As climate change advances, extreme weather events are becoming more frequent, and they pose a major threat to poor smallholder farmers who produce most of the food in the tropics. The good news is that some crops and varieties can increase farmer resilience and help them bounce back from climatic shocks.
Research in the Philippines published in the International Journal of Disaster Risk Reduction examines how root crops – particularly sweetpotato and cassava – helped vulnerable households cope with the destruction and recovery from super-typhoon Mangkhut (a.k.a. Ompong), which tore across Luzon Island in September 2018. The super-typhoon’s 200 km-per-hour winds and massive rainfall caused flooding, landslides and other damage, killing 82 people, destroying thousands of homes and affecting more than 600,000 hectares of farmland.
Scientists conducted a survey of 423 households in the Cordillera Administrative Region, a mountainous area of northern Luzon that was severely impacted by Mangkhut, and where the root crops sweetpotato, cassava and taro are widely cultivated. They found that while the typhoon’s wind and rain damaged most of the region’s rice, banana and maize, root and tuber crops fared much better with just 8% and 15% yield loss in affected sweetpotato and cassava plots, respectively, compared to about 50% for maize and rice and 77% for banana. The authors noted that because root and tuber crops are more resistant to storm damage than other crops, they reduced farmers’ need to resort to negative coping strategies such as cutting food consumption, spending savings, borrowing money, or moving to another area, which vulnerable households often must do following natural disasters.
“One of the key messages of the study is that crop choice, in particular root and tuber crops, should be considered as an important resilience factor for households in areas prone to extreme climatic events,” says Marcel Gatto, an agricultural economist with the International Potato Center (CIP) and lead author of the study.

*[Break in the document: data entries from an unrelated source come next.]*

use std::path::{Path, PathBuf};

use thiserror::Error;

use crate::config::ProbeConfig;
use crate::marker::{MarkerError, RunMarker};
use crate::musicbrainz::MetadataService;
use crate::probe::{self, ProbeError};
use crate::scanner::metadata::TagStore;
use crate::scanner::{self, ScanError, ScanOptions};
use crate::tagger::{RunSummary, Tagger};

#[derive(Error, Debug)]
pub enum RunError {
    #[error("No supported audio extensions configured")]
    NoExtensions,
    #[error(transparent)]
    Marker(#[from] MarkerError),
    #[error("Connectivity check failed, aborting before scanning: {0}")]
    Probe(#[from] ProbeError),
    #[error(transparent)]
    Scan(#[from] ScanError),
}

pub struct RunOptions<'a> {
    pub root: &'a Path,
    /// `None` disables the run marker.
    pub marker_path: Option<PathBuf>,
    pub exclude_marker: &'a str,
    pub extensions: &'a [String],
    pub probe: &'a ProbeConfig,
    pub dry_run: bool,
}

#[derive(Debug)]
pub struct RunReport {
    pub files_seen: u64,
    pub dropped: u64,
    pub summary: RunSummary,
}

/// One full pass over a library: marker, connectivity check, scan, tagging.
///
/// Nothing is scanned or written unless the service answered. The marker is
/// removed only when every step succeeded.
pub fn run(
    options: &RunOptions<'_>,
    tags: &dyn TagStore,
    service: &dyn MetadataService,
) -> Result<RunReport, RunError> {
    if options.extensions.is_empty() {
        return Err(RunError::NoExtensions);
    }

    let marker = options
        .marker_path
        .as_ref()
        .map(|path| RunMarker::create(path, options.root))
        .transpose()?;

    log::info!("Starting processing of directory: {}", options.root.display());
    probe::check_connectivity(service, options.probe)?;

    let scan_options = ScanOptions {
        exclude_marker: options.exclude_marker,
        extensions: options.extensions,
    };
    let scan = scanner::scan(options.root, &scan_options, tags)?;
    log::info!(
        "Scan complete: {} files, {} albums, {} dropped",
        scan.files_seen,
        scan.groups.len(),
        scan.dropped
    );

    let summary = Tagger::new(tags, service, options.dry_run).run(&scan.groups);

    log::info!("Processing of directory completed: {}", options.root.display());
    if let Some(marker) = marker {
        marker.finish()?;
    }

    Ok(RunReport {
        files_seen: scan.files_seen,
        dropped: scan.dropped,
        summary,
    })
}
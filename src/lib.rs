pub mod classify;
pub mod config;
pub mod marker;
pub mod matching;
pub mod musicbrainz;
pub mod probe;
pub mod run;
pub mod scanner;
pub mod tagger;

#[cfg(test)]
pub(crate) mod testing;

/// Audio file extensions lofty can both read and write tags for.
pub const SUPPORTED_EXTENSIONS: &[&str] = &[
    "m4a", "m4b", "mp4", "mp3", "flac", "ogg", "opus", "wav", "aif", "aiff", "ape", "wv",
];

/// Application name for XDG paths
pub const APP_NAME: &str = "livetagger";
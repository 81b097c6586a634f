use regex::Regex;
use similar::{Algorithm, DiffOp};
use std::sync::LazyLock;

use crate::musicbrainz::LiveCandidate;

/// Two titles match when their similarity is above this.
pub const TITLE_SIMILARITY_THRESHOLD: f64 = 0.8;

/// A release is accepted when more than this share of its tracks matched.
pub const RELEASE_MATCH_THRESHOLD: f64 = 0.75;

// "(Live)" in any case, with the whitespace around it
static LIVE_MARKER_RE: LazyLock<Regex> =
    LazyLock::new(|| Regex::new(r"(?i)\s*\(live\)\s*").unwrap());

/// Remove every "(Live)" marker, collapsing the surrounding whitespace.
pub fn strip_live_marker(title: &str) -> String {
    LIVE_MARKER_RE.replace_all(title, " ").trim().to_string()
}

/// Match ratio `2 * M / T` over characters, where `M` is the number of
/// characters in matching blocks and `T` the combined length. Lies in [0, 1];
/// 1.0 for identical strings, including two empty ones.
pub fn title_similarity(a: &str, b: &str) -> f64 {
    let a: Vec<char> = a.chars().collect();
    let b: Vec<char> = b.chars().collect();
    let total = a.len() + b.len();
    if total == 0 {
        return 1.0;
    }

    let matched: usize = similar::capture_diff_slices(Algorithm::Myers, &a, &b)
        .iter()
        .map(|op| match op {
            DiffOp::Equal { len, .. } => *len,
            _ => 0,
        })
        .sum();
    2.0 * matched as f64 / total as f64
}

/// Matched local titles against one candidate's track count.
#[derive(Debug, Clone, Copy, PartialEq, Eq)]
pub struct MatchResult {
    pub matched: usize,
    pub total: usize,
}

impl MatchResult {
    pub fn is_confident(&self) -> bool {
        self.total > 0 && self.matched as f64 / self.total as f64 > RELEASE_MATCH_THRESHOLD
    }
}

/// Count local titles that have at least one sufficiently similar remote title.
///
/// Matching is greedy: one remote title can satisfy several local titles.
/// Blank local titles never match. The count is capped at the remote track
/// count so `matched <= total` always holds.
pub fn match_tracks(local_titles: &[String], remote_titles: &[String]) -> MatchResult {
    let matched = local_titles
        .iter()
        .map(|t| strip_live_marker(t))
        .filter(|cleaned| !cleaned.is_empty())
        .filter(|cleaned| {
            remote_titles
                .iter()
                .any(|remote| title_similarity(cleaned, remote) > TITLE_SIMILARITY_THRESHOLD)
        })
        .count();

    MatchResult {
        matched: matched.min(remote_titles.len()),
        total: remote_titles.len(),
    }
}

/// Score every candidate and return the confident one with the most matches.
/// Ties keep the earlier candidate.
pub fn best_match<'a>(
    local_titles: &[String],
    candidates: &'a [LiveCandidate],
) -> Option<(&'a LiveCandidate, MatchResult)> {
    let mut best: Option<(&LiveCandidate, MatchResult)> = None;

    for candidate in candidates {
        let score = match_tracks(local_titles, &candidate.tracks);
        log::info!(
            "Checking release: {}, {} matches out of {} tracks",
            candidate.release.title,
            score.matched,
            score.total
        );
        if !score.is_confident() {
            continue;
        }
        if best.is_none_or(|(_, b)| score.matched > b.matched) {
            best = Some((candidate, score));
        }
    }

    best
}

According to Gatto, survey respondents reported eating more sweetpotato and cassava than they would have normally, and about 50-60% reported that they planted sweetpotato and cassava following the storm. Because many sweetpotato varieties are ready to harvest within 90-100 days of planting, the crop has been used to help farmers recover from extreme weather events across the tropics, such as Cyclone Idai in Mozambique in 2019.
CIP scientist and co-author Diego Naziri explained that after super-typhoon Durian hit the Philippines in 2006, the government supported Visayas State University’s collaboration with CIP to distribute sweetpotato planting material to affected farming households, which facilitated access to food and income within months of the disaster.
Sweetpotato is increasingly being recognized as a climate-smart crop, but boosting resilience is just one of the ways it benefits rural families. While orange and purple varieties are important sources of pro-vitamin A and antioxidants, sweetpotato’s quick maturity and high productivity make it an excellent food security crop. Gatto noted that it is especially important for female farmers across the tropics, because it is often cultivated in small plots and requires low levels of work and inputs to grow.
“In the Philippines, root and tuber crops such as sweetpotato are often grown in backyards and contribute directly to food and nutrition security, particularly in coastal and mountainous areas, which are considered the most vulnerable environments to climate change,” observes Naziri.
The study’s results add to ample evidence of root and tuber crops’ contribution to resilience, and the authors note that they are likely applicable to other countries plagued by extreme weather events, especially typhoons and tropical storms. They add that root and tuber crops’ potential for helping farmers cope with or recover from such natural disasters is too often ignored and needs to be recognized and exploited for the benefit of vulnerable farming communities in regions at high risk of climate shocks. Studies have determined that the Philippines is one of the countries most at risk from climate change, hit by an average of 20 tropical storms and typhoons each year.
“A stronger focus on how crops can mitigate (climatic) shocks is needed. Governments, national agricultural research systems, and the international community should do a better job of informing farmers, development practitioners and policy makers of what works,” observes Gatto.
“Research on root and tuber crops is underfunded, compared to cereals, pulses and other commodities” adds Naziri. “It is important to make government and funders aware of their potential in a climate changing world.”